(Collected data)
pub mod rest;
pub mod websocket;

pub use rest::{BybitRestClient, RestError};
pub use websocket::BybitWsManager;
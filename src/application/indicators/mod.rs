//! Pure indicator functions over price/candle sequences ordered
//! oldest-to-newest.
//!
//! Every function returns `None` when the input is shorter than the
//! statistical requirement for its parameters, and never panics.

mod adx;
mod bollinger;
mod candle_patterns;
mod donchian;
mod fibonacci;
mod ichimoku;
mod macd;
mod moving;
mod oscillators;
mod parabolic_sar;
mod volatility;

pub use adx::adx;
pub use bollinger::{BollingerBands, bollinger};
pub use candle_patterns::{CandlePattern, detect_patterns};
pub use donchian::{Donchian, donchian};
pub use fibonacci::fibonacci_levels;
pub use ichimoku::{Ichimoku, ichimoku};
pub use macd::{Macd, macd};
pub use moving::{ema, sma};
pub use oscillators::{Kdj, Stochastic, kdj, rsi, stoch_rsi, stochastic};
pub use parabolic_sar::parabolic_sar;
pub use volatility::{Supertrend, atr, supertrend};
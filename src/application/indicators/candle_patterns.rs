use crate::domain::market::Candle;
use serde::{Deserialize, Serialize};
use std::fmt;

/// Candlestick patterns evaluated over the last two or three candles
#[derive(Debug, Clone, Copy, PartialEq, Eq, Hash, Serialize, Deserialize)]
#[serde(rename_all = "snake_case")]
pub enum CandlePattern {
    Doji,
    Hammer,
    HangingMan,
    BullishEngulfing,
    BearishEngulfing,
    MorningStar,
    EveningStar,
}

impl CandlePattern {
    /// The direction a detection of this pattern implies
    pub fn is_bullish(&self) -> bool {
        matches!(
            self,
            CandlePattern::Doji
                | CandlePattern::Hammer
                | CandlePattern::BullishEngulfing
                | CandlePattern::MorningStar
        )
    }

    pub fn all() -> Vec<CandlePattern> {
        vec![
            CandlePattern::Doji,
            CandlePattern::Hammer,
            CandlePattern::HangingMan,
            CandlePattern::BullishEngulfing,
            CandlePattern::BearishEngulfing,
            CandlePattern::MorningStar,
            CandlePattern::EveningStar,
        ]
    }
}

impl fmt::Display for CandlePattern {
    fn fmt(&self, f: &mut fmt::Formatter<'_>) -> fmt::Result {
        let s = match self {
            CandlePattern::Doji => "Doji",
            CandlePattern::Hammer => "Hammer",
            CandlePattern::HangingMan => "Hanging Man",
            CandlePattern::BullishEngulfing => "Bullish Engulfing",
            CandlePattern::BearishEngulfing => "Bearish Engulfing",
            CandlePattern::MorningStar => "Morning Star",
            CandlePattern::EveningStar => "Evening Star",
        };
        write!(f, "{}", s)
    }
}

/// Evaluates the requested pattern set against the tail of the series.
///
/// Returns `None` below three candles of history, otherwise the (possibly
/// empty) list of detected patterns.
pub fn detect_patterns(candles: &[Candle], requested: &[CandlePattern]) -> Option<Vec<CandlePattern>> {
    if candles.len() < 3 {
        return None;
    }
    let last = &candles[candles.len() - 1];
    let prev = &candles[candles.len() - 2];
    let prev2 = &candles[candles.len() - 3];

    let detected = requested
        .iter()
        .copied()
        .filter(|pattern| matches_pattern(*pattern, last, prev, prev2))
        .collect();
    Some(detected)
}

fn matches_pattern(pattern: CandlePattern, last: &Candle, prev: &Candle, prev2: &Candle) -> bool {
    match pattern {
        // Body within 10% of the full range
        CandlePattern::Doji => last.body() <= last.range() * 0.1,
        // Bullish body near the top, lower shadow at least 1% under the open
        CandlePattern::Hammer => {
            last.is_bullish()
                && last.low < last.open * 0.99
                && (last.high - last.close) < last.body() * 0.3
        }
        // Mirror of the hammer: bearish body near the top
        CandlePattern::HangingMan => {
            last.is_bearish()
                && last.low < last.close * 0.99
                && (last.high - last.open) < last.body() * 0.3
        }
        CandlePattern::BullishEngulfing => {
            last.is_bullish()
                && prev.is_bearish()
                && last.open < prev.close
                && last.close > prev.open
        }
        CandlePattern::BearishEngulfing => {
            last.is_bearish()
                && prev.is_bullish()
                && last.open > prev.close
                && last.close < prev.open
        }
        // Bearish bar, small-bodied middle bar, bullish close above the
        // midpoint of the first body
        CandlePattern::MorningStar => {
            prev2.is_bearish()
                && prev.body() <= prev.range() * 0.3
                && last.is_bullish()
                && last.close > (prev2.open + prev2.close) / 2.0
        }
        CandlePattern::EveningStar => {
            prev2.is_bullish()
                && prev.body() <= prev.range() * 0.3
                && last.is_bearish()
                && last.close < (prev2.open + prev2.close) / 2.0
        }
    }
}

#[cfg(test)]
mod tests {
    use super::*;

    fn candle(open: f64, high: f64, low: f64, close: f64) -> Candle {
        Candle {
            open_time: 0,
            open,
            high,
            low,
            close,
            volume: 1.0,
            close_time: 60_000,
        }
    }

    fn neutral() -> Candle {
        candle(100.0, 110.0, 90.0, 105.0)
    }

    #[test]
    fn test_insufficient_history() {
        let candles = [neutral(), neutral()];
        assert!(detect_patterns(&candles, &CandlePattern::all()).is_none());
    }

    #[test]
    fn test_doji() {
        let candles = [neutral(), neutral(), candle(100.0, 105.0, 95.0, 100.5)];
        let detected = detect_patterns(&candles, &[CandlePattern::Doji]).unwrap();
        assert_eq!(detected, vec![CandlePattern::Doji]);
    }

    #[test]
    fn test_hammer() {
        // Long lower shadow, close near the high
        let candles = [neutral(), neutral(), candle(100.0, 103.1, 95.0, 103.0)];
        let detected = detect_patterns(&candles, &[CandlePattern::Hammer]).unwrap();
        assert_eq!(detected, vec![CandlePattern::Hammer]);
    }

    #[test]
    fn test_bullish_engulfing() {
        let candles = [
            neutral(),
            candle(102.0, 103.0, 99.0, 100.0), // bearish
            candle(99.5, 103.5, 99.0, 102.5),  // engulfs it
        ];
        let detected = detect_patterns(&candles, &[CandlePattern::BullishEngulfing]).unwrap();
        assert_eq!(detected, vec![CandlePattern::BullishEngulfing]);
    }

    #[test]
    fn test_bearish_engulfing() {
        let candles = [
            neutral(),
            candle(100.0, 103.0, 99.0, 102.0), // bullish
            candle(102.5, 103.0, 98.5, 99.5),  // engulfs it
        ];
        let detected = detect_patterns(&candles, &[CandlePattern::BearishEngulfing]).unwrap();
        assert_eq!(detected, vec![CandlePattern::BearishEngulfing]);
    }

    #[test]
    fn test_morning_star() {
        let candles = [
            candle(110.0, 111.0, 99.0, 100.0), // strong bearish
            candle(99.0, 100.0, 97.0, 99.5),   // small body
            candle(100.0, 109.0, 99.5, 108.0), // bullish above midpoint (105)
        ];
        let detected = detect_patterns(&candles, &[CandlePattern::MorningStar]).unwrap();
        assert_eq!(detected, vec![CandlePattern::MorningStar]);
    }

    #[test]
    fn test_evening_star() {
        let candles = [
            candle(100.0, 111.0, 99.0, 110.0), // strong bullish
            candle(111.0, 113.0, 110.0, 111.5), // small body
            candle(110.0, 110.5, 101.0, 102.0), // bearish below midpoint (105)
        ];
        let detected = detect_patterns(&candles, &[CandlePattern::EveningStar]).unwrap();
        assert_eq!(detected, vec![CandlePattern::EveningStar]);
    }

    #[test]
    fn test_unrequested_patterns_ignored() {
        let candles = [neutral(), neutral(), candle(100.0, 105.0, 95.0, 100.5)];
        let detected = detect_patterns(&candles, &[CandlePattern::Hammer]).unwrap();
        assert!(detected.is_empty());
    }
}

WHAT THE TASK REQUIRES:
Return every entry exactly as given.

ANSWER SECTION:
pub mod rest;
pub mod websocket;

pub use rest::{BybitRestClient, RestError};
pub use websocket::BybitWsManager;
filename src/application/indicators/mod.rs
//! Pure indicator functions over price/candle sequences ordered
//! oldest-to-newest.
//!
//! Every function returns `None` when the input is shorter than the
//! statistical requirement for its parameters, and never panics.

mod adx;
mod bollinger;
mod candle_patterns;
mod donchian;
mod fibonacci;
mod ichimoku;
mod macd;
mod moving;
mod oscillators;
mod parabolic_sar;
mod volatility;

pub use adx::adx;
pub use bollinger::{BollingerBands, bollinger};
pub use candle_patterns::{CandlePattern, detect_patterns};
pub use donchian::{Donchian, donchian};
pub use fibonacci::fibonacci_levels;
pub use ichimoku::{Ichimoku, ichimoku};
pub use macd::{Macd, macd};
pub use moving::{ema, sma};
pub use oscillators::{Kdj, Stochastic, kdj, rsi, stoch_rsi, stochastic};
pub use parabolic_sar::parabolic_sar;
pub use volatility::{Supertrend, atr, supertrend};
filename src/application/indicators/candle_patterns.rs
use crate::domain::market::Candle;
use serde::{Deserialize, Serialize};
use std::fmt;

/// Candlestick patterns evaluated over the last two or three candles
#[derive(Debug, Clone, Copy, PartialEq, Eq, Hash, Serialize, Deserialize)]
#[serde(rename_all = "snake_case")]
pub enum CandlePattern {
    Doji,
    Hammer,
    HangingMan,
    BullishEngulfing,
    BearishEngulfing,
    MorningStar,
    EveningStar,
}

impl CandlePattern {
    /// The direction a detection of this pattern implies
    pub fn is_bullish(&self) -> bool {
        matches!(
            self,
            CandlePattern::Doji
                | CandlePattern::Hammer
                | CandlePattern::BullishEngulfing
                | CandlePattern::MorningStar
        )
    }

    pub fn all() -> Vec<CandlePattern> {
        vec![
            CandlePattern::Doji,
            CandlePattern::Hammer,
            CandlePattern::HangingMan,
            CandlePattern::BullishEngulfing,
            CandlePattern::BearishEngulfing,
            CandlePattern::MorningStar,
            CandlePattern::EveningStar,
        ]
    }
}

impl fmt::Display for CandlePattern {
    fn fmt(&self, f: &mut fmt::Formatter<'_>) -> fmt::Result {
        let s = match self {
            CandlePattern::Doji => "Doji",
            CandlePattern::Hammer => "Hammer",
            CandlePattern::HangingMan => "Hanging Man",
            CandlePattern::BullishEngulfing => "Bullish Engulfing",
            CandlePattern::BearishEngulfing => "Bearish Engulfing",
            CandlePattern::MorningStar => "Morning Star",
            CandlePattern::EveningStar => "Evening Star",
        };
        write!(f, "{}", s)
    }
}

/// Evaluates the requested pattern set against the tail of the series.
///
/// Returns `None` below three candles of history, otherwise the (possibly
/// empty) list of detected patterns.
pub fn detect_patterns(candles: &[Candle], requested: &[CandlePattern]) -> Option<Vec<CandlePattern>> {
    if candles.len() < 3 {
        return None;
    }
    let last = &candles[candles.len() - 1];
    let prev = &candles[candles.len() - 2];
    let prev2 = &candles[candles.len() - 3];

    let detected = requested
        .iter()
        .copied()
        .filter(|pattern| matches_pattern(*pattern, last, prev, prev2))
        .collect();
    Some(detected)
}

fn matches_pattern(pattern: CandlePattern, last: &Candle, prev: &Candle, prev2: &Candle) -> bool {
    match pattern {
        // Body within 10% of the full range
        CandlePattern::Doji => last.body() <= last.range() * 0.1,
        // Bullish body near the top, lower shadow at least 1% under the open
        CandlePattern::Hammer => {
            last.is_bullish()
                && last.low < last.open * 0.99
                && (last.high - last.close) < last.body() * 0.3
        }
        // Mirror of the hammer: bearish body near the top
        CandlePattern::HangingMan => {
            last.is_bearish()
                && last.low < last.close * 0.99
                && (last.high - last.open) < last.body() * 0.3
        }
        CandlePattern::BullishEngulfing => {
            last.is_bullish()
                && prev.is_bearish()
                && last.open < prev.close
                && last.close > prev.open
        }
        CandlePattern::BearishEngulfing => {
            last.is_bearish()
                && prev.is_bullish()
                && last.open > prev.close
                && last.close < prev.open
        }
        // Bearish bar, small-bodied middle bar, bullish close above the
        // midpoint of the first body
        CandlePattern::MorningStar => {
            prev2.is_bearish()
                && prev.body() <= prev.range() * 0.3
                && last.is_bullish()
                && last.close > (prev2.open + prev2.close) / 2.0
        }
        CandlePattern::EveningStar => {
            prev2.is_bullish()
                && prev.body() <= prev.range() * 0.3
                && last.is_bearish()
                && last.close < (prev2.open + prev2.close) / 2.0
        }
    }
}

#[cfg(test)]
mod tests {
    use super::*;

    fn candle(open: f64, high: f64, low: f64, close: f64) -> Candle {
        Candle {
            open_time: 0,
            open,
            high,
            low,
            close,
            volume: 1.0,
            close_time: 60_000,
        }
    }

    fn neutral() -> Candle {
        candle(100.0, 110.0, 90.0, 105.0)
    }

    #[test]
    fn test_insufficient_history() {
        let candles = [neutral(), neutral()];
        assert!(detect_patterns(&candles, &CandlePattern::all()).is_none());
    }

    #[test]
    fn test_doji() {
        let candles = [neutral(), neutral(), candle(100.0, 105.0, 95.0, 100.5)];
        let detected = detect_patterns(&candles, &[CandlePattern::Doji]).unwrap();
        assert_eq!(detected, vec![CandlePattern::Doji]);
    }

    #[test]
    fn test_hammer() {
        // Long lower shadow, close near the high
        let candles = [neutral(), neutral(), candle(100.0, 103.1, 95.0, 103.0)];
        let detected = detect_patterns(&candles, &[CandlePattern::Hammer]).unwrap();
        assert_eq!(detected, vec![CandlePattern::Hammer]);
    }

    #[test]
    fn test_bullish_engulfing() {
        let candles = [
            neutral(),
            candle(102.0, 103.0, 99.0, 100.0), // bearish
            candle(99.5, 103.5, 99.0, 102.5),  // engulfs it
        ];
        let detected = detect_patterns(&candles, &[CandlePattern::BullishEngulfing]).unwrap();
        assert_eq!(detected, vec![CandlePattern::BullishEngulfing]);
    }

    #[test]
    fn test_bearish_engulfing() {
        let candles = [
            neutral(),
            candle(100.0, 103.0, 99.0, 102.0), // bullish
            candle(102.5, 103.0, 98.5, 99.5),  // engulfs it
        ];
        let detected = detect_patterns(&candles, &[CandlePattern::BearishEngulfing]).unwrap();
        assert_eq!(detected, vec![CandlePattern::BearishEngulfing]);
    }

    #[test]
    fn test_morning_star() {
        let candles = [
            candle(110.0, 111.0, 99.0, 100.0), // strong bearish
            candle(99.0, 100.0, 97.0, 99.5),   // small body
            candle(100.0, 109.0, 99.5, 108.0), // bullish above midpoint (105)
        ];
        let detected = detect_patterns(&candles, &[CandlePattern::MorningStar]).unwrap();
        assert_eq!(detected, vec![CandlePattern::MorningStar]);
    }

    #[test]
    fn test_evening_star() {
        let candles = [
            candle(100.0, 111.0, 99.0, 110.0), // strong bullish
            candle(111.0, 113.0, 110.0, 111.5), // small body
            candle(110.0, 110.5, 101.0, 102.0), // bearish below midpoint (105)
        ];
        let detected = detect_patterns(&candles, &[CandlePattern::EveningStar]).unwrap();
        assert_eq!(detected, vec![CandlePattern::EveningStar]);
    }

    #[test]
    fn test_unrequested_patterns_ignored() {
        let candles = [neutral(), neutral(), candle(100.0, 105.0, 95.0, 100.5)];
        let detected = detect_patterns(&candles, &[CandlePattern::Hammer]).unwrap();
        assert!(detected.is_empty());
    }
}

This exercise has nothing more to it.